A backup plan for when UCI goes down
Curated machine learning datasets, normalized to one opinionated CSV format so tutorials don't break when third-party links rot.

What it does
This repo hosts copies of classic ML datasets—UCI staples like Iris and Boston Housing, plus time series and NLP sets—used in Jason Brownlee’s MachineLearningMastery.com tutorials. Every classification and regression CSV follows the same rigid convention: no headers, no whitespace, target in the last column, missing values as ?. It’s a data janitor’s idea of a standard.
The interesting bit
The README admits the real motive plainly: third parties are “unreliable,” and tutorials link directly to raw URLs here. So filenames are frozen forever once added.
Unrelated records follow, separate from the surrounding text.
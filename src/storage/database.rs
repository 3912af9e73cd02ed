use crate::core::error::{Error, Result};
use redb::{Database, DatabaseError};
use std::path::{Path, PathBuf};
use std::time::{Duration, Instant};

const OPEN_TIMEOUT: Duration = Duration::from_secs(30);
const RETRY_INTERVAL: Duration = Duration::from_millis(25);

/// A redb file that is opened for one operation at a time.
///
/// redb locks the file for as long as a `Database` handle lives, so stores
/// keep only the path and open a handle per call. Another process holding the
/// file is waited for until the timeout, then reported as `Error::Locked`.
#[derive(Debug, Clone)]
pub struct DatabaseFile {
    path: PathBuf,
    timeout: Duration,
}

impl DatabaseFile {
    pub fn new(path: &Path) -> Result<Self> {
        if let Some(parent) = path.parent() {
            std::fs::create_dir_all(parent)?;
        }
        Ok(Self {
            path: path.to_path_buf(),
            timeout: OPEN_TIMEOUT,
        })
    }

    pub fn with_timeout(mut self, timeout: Duration) -> Self {
        self.timeout = timeout;
        self
    }

    pub fn path(&self) -> &Path {
        &self.path
    }

    /// Open (or create) the database, waiting while another handle holds it
    pub fn open(&self) -> Result<Database> {
        let started = Instant::now();
        loop {
            match Database::create(&self.path) {
                Ok(db) => return Ok(db),
                Err(DatabaseError::DatabaseAlreadyOpen) => {
                    if started.elapsed() >= self.timeout {
                        return Err(Error::Locked(self.path.clone()));
                    }
                    std::thread::sleep(RETRY_INTERVAL);
                }
                Err(e) => {
                    return Err(Error::Database(format!(
                        "Failed to open {}: {}",
                        self.path.display(),
                        e
                    )))
                }
            }
        }
    }
}

#[cfg(test)]
mod tests {
    use super::*;
    use tempfile::TempDir;

    #[test]
    fn test_open_creates_parent_and_file() {
        let temp_dir = TempDir::new().unwrap();
        let file = DatabaseFile::new(&temp_dir.path().join("nested").join("x.redb")).unwrap();
        drop(file.open().unwrap());
        assert!(file.path().exists());
    }

    #[test]
    fn test_busy_file_reports_locked() {
        let temp_dir = TempDir::new().unwrap();
        let file = DatabaseFile::new(&temp_dir.path().join("x.redb"))
            .unwrap()
            .with_timeout(Duration::from_millis(100));

        let held = file.open().unwrap();
        assert!(matches!(file.open(), Err(Error::Locked(path)) if path == file.path()));

        drop(held);
        assert!(file.open().is_ok());
    }

    #[test]
    fn test_waits_for_release() {
        let temp_dir = TempDir::new().unwrap();
        let file = DatabaseFile::new(&temp_dir.path().join("x.redb")).unwrap();

        let held = file.open().unwrap();
        let releaser = std::thread::spawn(move || {
            std::thread::sleep(Duration::from_millis(150));
            drop(held);
        });

        assert!(file.open().is_ok());
        releaser.join().unwrap();
    }
}
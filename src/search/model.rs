use crate::core::config::Config;
use crate::core::error::{Error, Result};
use crate::search::embedder::{check_batch, Embedder};
use candle_core::{Device, Tensor};
use candle_nn::VarBuilder;
use candle_transformers::models::bert::{BertModel, Config as BertConfig, DTYPE};
use hf_hub::api::sync::Api;
use std::path::Path;
use std::sync::Mutex;
use tokenizers::{PaddingParams, Tokenizer};
use tracing::{debug, info};

/// Query instruction recommended for BGE retrieval models
const QUERY_INSTRUCTION: &str = "Represent this sentence for searching relevant passages: ";

/// Texts per forward pass
const FORWARD_BATCH: usize = 32;

/// Local BERT embedding model
pub struct EmbeddingModel {
    model_id: String,
    model: Mutex<BertModel>,
    tokenizer: Mutex<Tokenizer>,
    device: Device,
}

impl EmbeddingModel {
    /// Load the configured model, downloading it into the models directory on first use
    pub fn init(config: &Config) -> Result<Self> {
        let model_id = config.settings.embedding.model.clone();
        let model_dir = config.models_dir.join(model_id.replace('/', "--"));
        std::fs::create_dir_all(&model_dir)?;

        let model_path = model_dir.join("model.safetensors");
        let config_path = model_dir.join("config.json");
        let tokenizer_path = model_dir.join("tokenizer.json");

        if !(model_path.exists() && config_path.exists() && tokenizer_path.exists()) {
            Self::download_model(&model_id, &model_path, &config_path, &tokenizer_path)?;
        }

        let device = Device::cuda_if_available(0).unwrap_or(Device::Cpu);
        let (model, tokenizer) =
            Self::load_model_files(&model_path, &config_path, &tokenizer_path, &device)?;

        Ok(Self {
            model_id,
            model: Mutex::new(model),
            tokenizer: Mutex::new(tokenizer),
            device,
        })
    }

    /// Download model from HuggingFace Hub
    fn download_model(
        model_id: &str,
        model_path: &Path,
        config_path: &Path,
        tokenizer_path: &Path,
    ) -> Result<()> {
        info!(model = model_id, "downloading embedding model");

        let api = Api::new()?;
        let repo = api.model(model_id.to_string());

        let config_file = repo.get("config.json")?;
        let tokenizer_file = repo.get("tokenizer.json")?;
        let weights_file = repo.get("model.safetensors")?;

        std::fs::copy(&config_file, config_path)?;
        std::fs::copy(&tokenizer_file, tokenizer_path)?;
        std::fs::copy(&weights_file, model_path)?;

        info!(model = model_id, "embedding model downloaded");
        Ok(())
    }

    /// Load model files from disk
    fn load_model_files(
        model_path: &Path,
        config_path: &Path,
        tokenizer_path: &Path,
        device: &Device,
    ) -> Result<(BertModel, Tokenizer)> {
        debug!(path = %model_path.display(), "loading embedding model");

        let config_content = std::fs::read_to_string(config_path)?;
        let bert_config: BertConfig = serde_json::from_str(&config_content)
            .map_err(|e| Error::Model(format!("Failed to parse config: {}", e)))?;

        let mut tokenizer = Tokenizer::from_file(tokenizer_path)
            .map_err(|e| Error::Tokenizer(format!("Failed to load tokenizer: {}", e)))?;
        let padding = PaddingParams {
            strategy: tokenizers::PaddingStrategy::BatchLongest,
            ..Default::default()
        };
        tokenizer.with_padding(Some(padding));

        // Safety: the weights file is owned by the models directory and not
        // modified while mapped.
        let vb = unsafe {
            VarBuilder::from_mmaped_safetensors(&[model_path], DTYPE, device)
                .map_err(|e| Error::Model(format!("Failed to load weights: {}", e)))?
        };

        let model = BertModel::load(vb, &bert_config)
            .map_err(|e| Error::Model(format!("Failed to load model: {}", e)))?;

        Ok((model, tokenizer))
    }

    /// Generate L2-normalised CLS embeddings for texts
    pub fn embed(&self, texts: &[String]) -> Result<Vec<Vec<f32>>> {
        let model = self
            .model
            .lock()
            .map_err(|e| Error::Model(format!("Failed to lock model: {}", e)))?;
        let tokenizer = self
            .tokenizer
            .lock()
            .map_err(|e| Error::Model(format!("Failed to lock tokenizer: {}", e)))?;

        let mut result = Vec::with_capacity(texts.len());
        for batch in texts.chunks(FORWARD_BATCH) {
            let tokens = tokenizer
                .encode_batch(batch.to_vec(), true)
                .map_err(|e| Error::Tokenizer(format!("Tokenization failed: {}", e)))?;

            let token_ids = tokens
                .iter()
                .map(|t| Tensor::new(t.get_ids(), &self.device).map_err(Error::Candle))
                .collect::<Result<Vec<Tensor>>>()?;

            let token_ids = Tensor::stack(&token_ids, 0)?;
            let token_type_ids = token_ids.zeros_like()?;
            let embeddings = model.forward(&token_ids, &token_type_ids)?;

            // CLS pooling: [batch, seq, hidden] -> [batch, hidden]
            let pooled = embeddings.narrow(1, 0, 1)?.squeeze(1)?;
            let normalized = Self::normalize_l2(&pooled)?;

            let (n, _) = normalized.dims2()?;
            for i in 0..n {
                result.push(normalized.get(i)?.to_vec1()?);
            }
        }

        Ok(result)
    }

    /// L2 normalization
    fn normalize_l2(v: &Tensor) -> Result<Tensor> {
        Ok(v.broadcast_div(&v.sqr()?.sum_keepdim(1)?.sqrt()?)?)
    }
}

impl Embedder for EmbeddingModel {
    fn model_id(&self) -> &str {
        &self.model_id
    }

    fn embed_documents(&self, texts: &[String]) -> Result<Vec<Vec<f32>>> {
        if texts.is_empty() {
            return Ok(Vec::new());
        }
        let vectors = self
            .embed(texts)
            .map_err(|e| Error::EmbeddingService(e.to_string()))?;
        check_batch(texts.len(), vectors)
    }

    fn embed_query(&self, text: &str) -> Result<Vec<f32>> {
        let mut vectors = self
            .embed(&[format!("{}{}", QUERY_INSTRUCTION, text)])
            .map_err(|e| Error::EmbeddingService(e.to_string()))?;
        vectors
            .pop()
            .ok_or_else(|| Error::EmbeddingService("model returned no embedding".to_string()))
    }
}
It’s less a dataset collection than a permalink infrastructure with CSVs attached.
Key highlights
- 14 binary classification, 6 multiclass, 6 regression, 12 univariate time series, 5 multivariate time series, and 4 NLP datasets
- Includes some harder-to-grab sets: credit card fraud (zipped), household power consumption, Flickr 8k captions
- ARFF versions bundled for Weka holdouts
- All CSVs pre-cleaned to identical structural conventions—drop in and run
Caveats
- No code, no loaders, no documentation beyond the list itself; you’re on your own for train/test splits or feature names
- Frozen filenames mean no versioning or updates if source datasets improve
- Some entries (German Credit, Pima Indians Diabetes) use dated terminology
Verdict
Grab this if you’re following Brownlee’s tutorials or need frictionless, already-munged CSVs for quick experiments. Skip it if you want modern data loaders, up-to-date sources, or any context about what the columns actually mean.